Of course, there was one main difference between CD Projekt Red’s development cycle and FromSoftware’s handling of Elden Ring so far: a massive marketing campaign. CD Projekt Red wanted everyone to know everything about its upcoming title, its magnum opus. The game had multiple appearances at game shows, 40-minute-long gameplay trailers, and eventually its own dev-produced video series previewing its different facets. 

However, there was still pressure to get the game out. What can be gathered from past interviews with CD Projekt Red employees is that executives at the studio set unrealistic timeline expectations. While these were detrimental to the development of Cyberpunk 2077, nothing could have hurt more than fan outrage. After its multiple delays, the fanatics who decided there was no reason to delay Cyberpunk 2077 grew furious and mounted their own pressure campaign against CD Projekt Red. And it wasn’t just mean-spirited comments on Twitter. After its final delay, developers at CD Projekt Red began receiving death threats. 

We won’t say that these threats are to blame for the game’s state — Cyberpunk 2077’s flaws were internally driven, and fuelled in majority by the mismanaged expectations of CD Projekt Red’s executives and promises made to shareholders. However, they were part of a harmful effort by fans, people with no involvement in the game’s development, to push it further along. Death threats and crunch don’t make for a healthy work environment, and when looking at the pressure that came from both inside and outside of CD Projekt Red, it’s no wonder Cyberpunk 2077 turned out the way it did.

Let developers do their jobs

Screenshot Via Bethesda

Elden Ring fans aren’t sending death threats, and we hope it never goes that far. However, they are applying a version of the culture of pressure. We can’t say whether or not FromSoftware and its developers will buckle to fans in the end, but further calls for more information about the game to be shared, or for more trailers to debut, simply won’t help. Somewhere down the line, either at FromSoftware or the offices of Elden Ring’s publisher Bandai Namco, this clamoring will be noticed. Our fear is that instead of letting developers do their jobs right and release the game that fans actually want, they will, ironically, do what fans think they want and rush to release more quickly, resulting in a poor gaming experience. 

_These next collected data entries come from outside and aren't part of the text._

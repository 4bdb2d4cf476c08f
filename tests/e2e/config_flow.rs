//! End-to-end: `config show` across sources and formats.

use appdeploy_testkit::fixtures::fixture_path;
use serde_json::Value;
use std::process::{Command, Output};

fn run_cli(args: &[&str], env: &[(&str, &str)]) -> std::io::Result<Output> {
    let mut command = Command::new(env!("CARGO_BIN_EXE_appdeploy"));
    command.args(args);
    for (key, _) in std::env::vars() {
        if key.starts_with("APPDEPLOY_") {
            command.env_remove(key);
        }
    }
    command.envs(env.iter().copied());
    command.output()
}

#[test]
fn show_defaults_as_json() -> Result<(), Box<dyn std::error::Error>> {
    let output = run_cli(&["config", "show"], &[])?;
    assert!(output.status.success());
    let payload: Value = serde_json::from_slice(&output.stdout)?;
    assert_eq!(payload["base_path"], ".");
    assert_eq!(payload["discovery"]["include_hidden"], false);
    Ok(())
}

#[test]
fn cli_beats_env_beats_file() -> Result<(), Box<dyn std::error::Error>> {
    let config = fixture_path("config/deploy.valid.json");
    let config = config.to_string_lossy();

    let from_file = run_cli(&["config", "show", "--config", &config], &[])?;
    let payload: Value = serde_json::from_slice(&from_file.stdout)?;
    assert_eq!(payload["base_path"], "./services");
    assert_eq!(payload["registry"], "ghcr.io/acme");

    let from_env = run_cli(
        &["config", "show", "--config", &config],
        &[("APPDEPLOY_BASE_PATH", "/from/env")],
    )?;
    let payload: Value = serde_json::from_slice(&from_env.stdout)?;
    assert_eq!(payload["base_path"], "/from/env");

    let from_cli = run_cli(
        &["config", "show", "--config", &config, "--base-path", "/from/cli"],
        &[("APPDEPLOY_BASE_PATH", "/from/env")],
    )?;
    let payload: Value = serde_json::from_slice(&from_cli.stdout)?;
    assert_eq!(payload["base_path"], "/from/cli");
    assert_eq!(payload["discovery"]["marker_file"], "app.toml");
    Ok(())
}

#[test]
fn show_as_toml() -> Result<(), Box<dyn std::error::Error>> {
    let config = fixture_path("config/deploy.valid.toml");
    let output = run_cli(
        &["config", "show", "--format", "toml", "--config", &config.to_string_lossy()],
        &[],
    )?;
    assert!(output.status.success());
    let stdout = String::from_utf8_lossy(&output.stdout);
    assert!(stdout.contains("base_path = \"/srv/apps\""));
    assert!(stdout.contains("include_hidden = true"));
    Ok(())
}

#[test]
fn missing_config_file_exits_with_io() -> Result<(), Box<dyn std::error::Error>> {
    let config = fixture_path("config/missing.json");
    let output = run_cli(&["config", "show", "--config", &config.to_string_lossy()], &[])?;
    assert_eq!(output.status.code(), Some(3));
    assert!(String::from_utf8_lossy(&output.stderr).contains("config:config_file_not_found"));
    Ok(())
}

#[test]
fn unsupported_extension_is_invalid_input() -> Result<(), Box<dyn std::error::Error>> {
    let config = fixture_path("apps/README.md");
    let output = run_cli(&["config", "show", "--config", &config.to_string_lossy()], &[])?;
    assert_eq!(output.status.code(), Some(2));
    assert!(String::from_utf8_lossy(&output.stderr).contains("config:unsupported_format"));
    Ok(())
}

Ultimately, there’s a reason why fans are fans and developers are developers. They are experts in their field, and they know what it takes to put together a game. There will always be times when input from fans is necessary, and nearly every game studio can point out instances where community recommendations actually made a game better. But that insight doesn’t apply to a title’s development calendar. Fans are totally removed from this process for good reason. Their input would come from an uninformed place and serve as a detriment to the game overall.

If we want better games, we need to let developers do their jobs. Be a fan of something, get excited; there’s nothing wrong with that. But fans cross lines when they decide that developers should be strictly adhering to their expectations. Elden Ring will, hopefully, launch when it’s ready. That’s really what we all want: great games.

And Elden Ring isn’t the end of this conversation. As long as games are announced and hype is built up, this trend will continue. Diablo Immortal suffered from this when it was the fans, not Blizzard, who set the expectation that BlizzCon 2018 should include a Diablo IV announcement. And then there’s Bethesda with The Elder Scrolls VI, which was announced with just a sweeping title screen to confirm to fans that, yes, one day Bethesda will be releasing another Elder Scrolls game; please stop asking. Not to mention Rockstar and the daily calls for Grand Theft Auto VI. Do we want to play these games? Absolutely. Can we wait for them to actually be developed and finished? Of course.

At some point, people decide that it’s high-time for Blizzard or Bethesda or FromSoftware to release more information about their upcoming games, even when the company has nothing ready. Regardless of whether or not leaks happen — although more often than not nowadays they do — that same culture of pressure will rear its ugly head again, negatively impacting the game’s development and leading to another disappointing multimillion-dollar title that gathers dust on our shelves.